On the other hand, machine learning algorithms, including Linear Discriminant Analysis (LDA) and K-Nearest Neighbors (KNN), are powerful tools for analyzing hyperspectral information since they can process a large number of variables efficiently [81,82]. LDA is a subspace technique that seeks to find the maximum Fisher’s ratio [83] while KNN is a non-parametric learning algorithm since there is no assumption for the underlying data distribution. KNN also utilizes lazy learning, meaning that it does not need any training data point for the generation of the model [84]. Specifically, these machine learning algorithms have been widely used in the remote sensing field for agricultural applications [37,85]. For instance, Suarez et al. [85] estimated phenoxy herbicide dosage in cotton crops through the analysis of hyperspectral data with LDA. In addition, Bohnenkamp et al. [37] utilized KNN to detect yellow rust in wheat with the application of hyperspectral imaging technology. In general, these models have shown to be effectives for investigating agricultural features using hyperspectral imagery [86].

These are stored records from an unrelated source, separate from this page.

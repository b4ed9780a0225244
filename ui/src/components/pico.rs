//! A set of reusable, lifetime-free Dioxus components for the Pico.css framework.
//! To use, ensure you have pico.min.css linked in your main application.

#![allow(non_snake_case)] // Allow PascalCase for component function names

use dioxus::html::input_data::keyboard_types::Key;
use dioxus::prelude::*;

//=============================================================================
// Layout Components
//=============================================================================

/// A centered container for your content.
/// Wraps content in a `<main class="container">` element.
#[component]
pub fn Container(children: Element) -> Element {
    rsx! { main { class: "container", {children} } }
}

/// A responsive grid layout.
#[component]
pub fn Grid(children: Element) -> Element {
    rsx! { div { class: "grid", {children} } }
}

//=============================================================================
// Content Components
//=============================================================================

/// A card for grouping related content.
/// Wraps content in an `<article>` element.
#[component]
pub fn Card(children: Element) -> Element {
    rsx! { article { {children} } }
}

//=============================================================================
// Interactive Components
//=============================================================================

#[derive(Debug, PartialEq, Clone, Default)]
pub enum ButtonType {
    #[default]
    Primary,
    Secondary,
}

impl ButtonType {
    fn class(&self) -> &'static str {
        match self {
            ButtonType::Primary => "",
            ButtonType::Secondary => "secondary",
        }
    }

    fn theme(&self) -> &'static str {
        match self {
            ButtonType::Primary => "primary",
            ButtonType::Secondary => "secondary",
        }
    }
}

#[derive(Props, PartialEq, Clone)]
pub struct ButtonProps {
    children: Element,
    #[props(optional)]
    on_click: Option<EventHandler<MouseEvent>>,
    #[props(default)]
    button_type: ButtonType,
    #[props(default = false)]
    disabled: bool,
    /// Renders a `submit` button so the enclosing form handles the click.
    #[props(default = false)]
    submit: bool,
}

/// A versatile button component.
pub fn Button(props: ButtonProps) -> Element {
    let class_str = props.button_type.class();
    rsx! {
        button {
            r#type: if props.submit { "submit" } else { "button" },
            class: "{class_str}",
            "data-theme": props.button_type.theme(),
            disabled: props.disabled,
            onclick: move |evt| {
                if let Some(handler) = &props.on_click {
                    handler.call(evt);
                }
            },
            {props.children}
        }
    }
}

#[derive(Props, PartialEq, Clone)]
pub struct InputProps {
    label: String,
    name: String,
    value: String,
    on_input: EventHandler<String>,
    #[props(default = "text".to_string())]
    input_type: String,
    #[props(optional)]
    placeholder: Option<String>,
}

/// A labeled, controlled form input field.
pub fn Input(props: InputProps) -> Element {
    rsx! {
        label {
            "{props.label}",
            input {
                r#type: "{props.input_type}",
                name: "{props.name}",
                value: "{props.value}",
                placeholder: "{props.placeholder.as_deref().unwrap_or(\"\")}",
                oninput: move |evt| props.on_input.call(evt.value()),
            }
        }
    }
}

#[derive(Props, PartialEq, Clone)]
pub struct ModalProps {
    title: String,
    on_close: EventHandler<()>,
    children: Element,
}

/// A dialog that closes on its close link, a backdrop click or Escape.
pub fn Modal(props: ModalProps) -> Element {
    let on_close = props.on_close;
    rsx! {
        dialog {
            open: true,
            autofocus: true,
            onclick: move |_| on_close.call(()),
            onkeydown: move |evt| {
                if evt.key() == Key::Escape {
                    on_close.call(());
                }
            },
            // The <article> stops clicks from reaching the backdrop.
            article {
                onclick: |evt| evt.stop_propagation(),
                header {
                    a {
                        href: "#",
                        "aria-label": "Close",
                        class: "close",
                        onclick: move |evt| {
                            evt.prevent_default();
                            on_close.call(());
                        }
                    }
                    h3 { style: "margin-bottom: 0;", "{props.title}" }
                }
                {props.children}
            }
        }
    }
}

#[cfg(test)]
mod tests {
    use super::*;

    #[test]
    fn only_secondary_buttons_carry_a_class() {
        assert_eq!(ButtonType::default(), ButtonType::Primary);
        assert_eq!(ButtonType::Primary.class(), "");
        assert_eq!(ButtonType::Secondary.class(), "secondary");
        assert_eq!(ButtonType::Primary.theme(), "primary");
        assert_eq!(ButtonType::Secondary.theme(), "secondary");
    }
}
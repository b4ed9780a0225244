//! This crate contains the shared domain of the estate client: the plan
//! catalog, user preferences, and the contracts (plus default
//! implementations) of the services the UI engine talks to.

pub mod payment_gateway;
pub mod plan;
pub mod prefs;
pub mod subscription_store;
pub mod validation;

pub type ApiError = anyhow::Error;
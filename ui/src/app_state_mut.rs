//! Defines the mutable, reactive state for the application's UI.

use crate::engine::presentation::{GeoPoint, MapWidget, MarkerHandle, PresentationSink};
use crate::engine::view::ViewId;
use dioxus::prelude::*;

/// What the map is centered on.
#[derive(Clone, Copy, PartialEq, Debug)]
pub struct Viewport {
    pub center: GeoPoint,
    pub zoom: u8,
}

/// A marker currently drawn on the map.
#[derive(Clone, PartialEq, Debug)]
pub struct PlacedMarker {
    pub handle: MarkerHandle,
    pub point: GeoPoint,
    pub label: String,
}

/// A reactive state provided as a Dioxus context for mutable UI data.
///
/// The engine writes into these signals through [`PresentationSink`] and
/// [`MapWidget`], and the components re-render from them. It is separate
/// from the engine's own `AppState`.
#[derive(Clone, Copy)]
pub struct AppStateMut {
    /// The view on screen. Only completed transitions change it.
    pub active_view: Signal<ViewId>,
    pub loading: Signal<bool>,
    /// The error waiting to be acknowledged, if any.
    pub error: Signal<Option<String>>,
    pub captcha_hint: Signal<String>,
    /// `None` until the map has been initialized.
    pub viewport: Signal<Option<Viewport>>,
    pub markers: Signal<Vec<PlacedMarker>>,
    next_marker: Signal<u64>,
}

impl AppStateMut {
    pub const DEFAULT_CAPTCHA_HINT: &'static str = "Please confirm you are not a robot.";

    /// Creates the signals. Must be called from a component.
    pub fn new() -> Self {
        Self {
            active_view: Signal::new(ViewId::default()),
            loading: Signal::new(false),
            error: Signal::new(None),
            captcha_hint: Signal::new(Self::DEFAULT_CAPTCHA_HINT.to_string()),
            viewport: Signal::new(None),
            markers: Signal::new(Vec::new()),
            next_marker: Signal::new(0),
        }
    }

    pub fn dismiss_error(&self) {
        let mut error = self.error;
        error.set(None);
    }
}

impl PresentationSink for AppStateMut {
    fn show_loading(&self) {
        let mut loading = self.loading;
        loading.set(true);
    }

    fn hide_loading(&self) {
        let mut loading = self.loading;
        loading.set(false);
    }

    fn show_error(&self, message: &str) {
        let mut error = self.error;
        error.set(Some(message.to_string()));
    }

    fn set_active_view(&self, view: ViewId) {
        let mut active_view = self.active_view;
        active_view.set(view);
    }

    fn set_captcha_hint(&self, hint: &str) {
        let mut captcha_hint = self.captcha_hint;
        captcha_hint.set(hint.to_string());
    }
}

impl MapWidget for AppStateMut {
    fn set_view(&self, point: GeoPoint, zoom: u8) {
        let mut viewport = self.viewport;
        viewport.set(Some(Viewport {
            center: point,
            zoom,
        }));
    }

    fn place_marker(&self, point: GeoPoint, label: &str) -> MarkerHandle {
        let mut next_marker = self.next_marker;
        let handle = MarkerHandle(*next_marker.peek());
        next_marker.set(handle.0 + 1);

        let mut markers = self.markers;
        markers.write().push(PlacedMarker {
            handle,
            point,
            label: label.to_string(),
        });
        handle
    }

    fn remove_marker(&self, handle: MarkerHandle) {
        let mut markers = self.markers;
        markers.write().retain(|m| m.handle != handle);
    }
}
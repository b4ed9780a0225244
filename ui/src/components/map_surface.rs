use crate::app_state_mut::{PlacedMarker, Viewport};
use crate::hooks::use_estate_app::use_app_state_mut;
use dioxus::prelude::*;

const MAP_CONTAINER_ID: &str = "estate-map-container";
const EMBED_BASE: &str = "https://www.openstreetmap.org/export/embed.html";

// ---------------------------------------------------------------------------
// Viewport math (pure functions, easily testable)
// ---------------------------------------------------------------------------

/// Degrees of longitude visible at `zoom` on a roughly 256px-per-tile map.
fn span_degrees(zoom: u8) -> f64 {
    360.0 / 2f64.powi(i32::from(zoom.min(19)))
}

/// The `(min_lng, min_lat, max_lng, max_lat)` box shown for `viewport`.
fn bounding_box(viewport: &Viewport) -> (f64, f64, f64, f64) {
    let half = span_degrees(viewport.zoom) / 2.0;
    let c = viewport.center;
    (c.lng - half, c.lat - half / 2.0, c.lng + half, c.lat + half / 2.0)
}

/// The OpenStreetMap embed URL for `viewport`, pinned at `marker` if any.
fn embed_url(viewport: &Viewport, marker: Option<&PlacedMarker>) -> String {
    let (min_lng, min_lat, max_lng, max_lat) = bounding_box(viewport);
    let mut url = format!(
        "{EMBED_BASE}?bbox={min_lng:.6}%2C{min_lat:.6}%2C{max_lng:.6}%2C{max_lat:.6}&layer=mapnik"
    );
    if let Some(m) = marker {
        url.push_str(&format!("&marker={:.6}%2C{:.6}", m.point.lat, m.point.lng));
    }
    url
}

/// Renders the map tiles and the popup of the current marker.
#[component]
pub fn MapSurface() -> Element {
    let app_state_mut = use_app_state_mut();
    let viewport = (app_state_mut.viewport)();
    let marker = app_state_mut.markers.read().last().cloned();

    let Some(viewport) = viewport else {
        return rsx! {
            div { id: MAP_CONTAINER_ID, class: "map-container map-pending", "Preparing map…" }
        };
    };
    let src = embed_url(&viewport, marker.as_ref());

    rsx! {
        div {
            id: MAP_CONTAINER_ID,
            class: "map-container",
            iframe {
                title: "Estate map",
                src: "{src}",
                "loading": "lazy",
            }
            if let Some(m) = marker {
                div {
                    class: "map-popup",
                    strong { "{m.label}" }
                    small { {format!(" ({:.4}, {:.4})", m.point.lat, m.point.lng)} }
                }
            }
        }
    }
}
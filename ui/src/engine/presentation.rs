//! The two side-effect sinks the engine drives: the page chrome and the map.

use crate::engine::view::ViewId;

/// A geographic point in decimal degrees.
#[derive(Debug, Clone, Copy, PartialEq)]
pub struct GeoPoint {
    pub lat: f64,
    pub lng: f64,
}

/// Identifies a marker previously placed on a [`MapWidget`].
#[derive(Debug, Clone, Copy, PartialEq, Eq, Hash)]
pub struct MarkerHandle(pub u64);

/// Fire-and-forget presentation effects.
pub trait PresentationSink {
    fn show_loading(&self);
    fn hide_loading(&self);
    /// Tells the user something went wrong.
    fn show_error(&self, message: &str);
    /// Makes `view` the only visible view.
    fn set_active_view(&self, view: ViewId);
    /// Replaces the help text under the captcha. An empty hint hides it.
    fn set_captcha_hint(&self, hint: &str);
}

/// The mapping widget. Calls are treated as infallible.
pub trait MapWidget {
    /// Centers the map on `point` at `zoom`.
    fn set_view(&self, point: GeoPoint, zoom: u8);
    /// Drops a marker with `label` as its popup.
    fn place_marker(&self, point: GeoPoint, label: &str) -> MarkerHandle;
    fn remove_marker(&self, handle: MarkerHandle);
}
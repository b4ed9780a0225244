//! The contract of the remote payment gateway.

use std::time::Duration;
use thiserror::Error;

/// A failed charge.
#[derive(Error, Debug, Clone, PartialEq, Eq)]
pub enum GatewayError {
    /// The gateway answered and refused the charge.
    #[error("payment declined: {0}")]
    Declined(String),
    /// The gateway could not be reached or failed internally.
    #[error("payment gateway unavailable: {0}")]
    Unavailable(String),
    /// The gateway did not answer within the configured bound.
    #[error("payment gateway did not respond within {0:?}")]
    TimedOut(Duration),
}

/// A service that charges the user for a plan.
///
/// Callers keep at most one charge outstanding per flow.
pub trait PaymentGateway {
    /// Charges `amount` and resolves once the gateway has answered.
    async fn charge(&self, amount: i64) -> Result<(), GatewayError>;
}

impl<T: PaymentGateway> PaymentGateway for std::rc::Rc<T> {
    async fn charge(&self, amount: i64) -> Result<(), GatewayError> {
        (**self).charge(amount).await
    }
}
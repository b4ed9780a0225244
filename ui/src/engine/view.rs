/// The mutually exclusive top-level screens, in the order a new user meets them.
#[derive(
    Debug,
    Clone,
    Copy,
    PartialEq,
    Eq,
    Hash,
    Default,
    strum::Display,
    strum::EnumIter,
    strum::EnumString,
    strum::IntoStaticStr,
)]
#[strum(serialize_all = "lowercase")]
pub enum ViewId {
    #[default]
    Auth,
    Subscription,
    Map,
}

impl ViewId {
    /// Helper to get the display name for each view.
    pub fn name(&self) -> &'static str {
        match self {
            ViewId::Auth => "Sign in",
            ViewId::Subscription => "Plans",
            ViewId::Map => "Map",
        }
    }
}

#[cfg(test)]
mod tests {
    use super::*;
    use std::str::FromStr;

    #[test]
    fn ids_are_lowercase_names() {
        assert_eq!(ViewId::from_str("map"), Ok(ViewId::Map));
        assert_eq!(ViewId::Subscription.to_string(), "subscription");
        assert!(ViewId::from_str("settings").is_err());
    }
}
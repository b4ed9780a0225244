//! Shared building blocks used by more than one screen.
pub mod error_modal;
pub mod loading_overlay;
pub mod map_surface;
pub mod pico;
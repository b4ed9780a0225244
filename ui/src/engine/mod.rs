//! The application state and flow-control engine.
//!
//! Nothing in here renders anything. The Dioxus layer drives it through
//! [`controller::EstateApp`] and receives its side effects through the two
//! sinks declared in [`presentation`].

pub mod controller;
pub mod coordinate;
pub mod input;
pub mod navigation;
pub mod presentation;
pub mod subscription_flow;
pub mod view;

#[cfg(test)]
pub(crate) mod testing;
pub mod app_prefs;
use dioxus::desktop::{Config, WindowBuilder};
use dioxus::prelude::*;

fn main() {
    dioxus_logger::init(dioxus_logger::tracing::Level::INFO).expect("failed to init logger");
    dioxus_logger::tracing::info!("starting Imperial Estate desktop client");

    let window = WindowBuilder::new().with_title("Imperial Estate");
    dioxus::LaunchBuilder::desktop()
        .with_cfg(Config::new().with_window(window))
        .launch(App);
}

#[component]
fn App() -> Element {
    ui::App()
}
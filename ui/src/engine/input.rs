//! Lenient parsing of numeric form fields.

/// Reads an integer the way a forgiving form field does: leading whitespace,
/// an optional sign, then every digit up to the first non-digit.
///
/// Returns `None` when no digit follows or the value overflows `i64`.
///
/// # Examples
/// ```
/// use ui::engine::input::parse_int_prefix;
/// assert_eq!(parse_int_prefix(" 12abc"), Some(12));
/// assert_eq!(parse_int_prefix("-7"), Some(-7));
/// assert_eq!(parse_int_prefix("abc"), None);
/// ```
pub fn parse_int_prefix(raw: &str) -> Option<i64> {
    let s = raw.trim_start();
    let sign = match s.as_bytes().first() {
        Some(b'-' | b'+') => 1,
        _ => 0,
    };

    let digits = s[sign..].bytes().take_while(u8::is_ascii_digit).count();
    if digits == 0 {
        return None;
    }

    // Parsing with the sign attached keeps i64::MIN in range.
    s[..sign + digits].parse().ok()
}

Many authors have compared selection PLS methods to analyze which offers better performance [69,87]. Likely, there is no best variable selection method due to the interaction between method and properties of the analyzed data [55]. As per the above discussion, this article focuses on the use of wavelength selection methods in UAV hyperspectral images to compare two irrigation systems commonly used in olive orchards, SDI and DI. For this purpose, 16 methods (13 based on PLS) were evaluated, and the quality of the results were assessed by two linear and nonlinear classification techniques. This paper is organized as follows. Section 2 describe the materials and methods used. Section 3 shows the results. Section 4 includes the final concluding remarks.

2. Materials and Methods

The workflow for classifying olive tree crowns according to the irrigation technique used is summarized in Figure 1. Two UAV flights were performed using RGB and hyperspectral sensors, respectively. The RGB UAV flight was used to geometrically define each of the olive trees while the hyperspectral UAV flight was used to characterize them radiometrically. Then, different PLS- and non-PLS-based methods were used to select the most significant wavelengths to classify the two irrigation techniques methods of the study area. Finally, with the selected wavelengths, two classifications were performed using LDA and KNN, evaluating the quality and efficiency of the results.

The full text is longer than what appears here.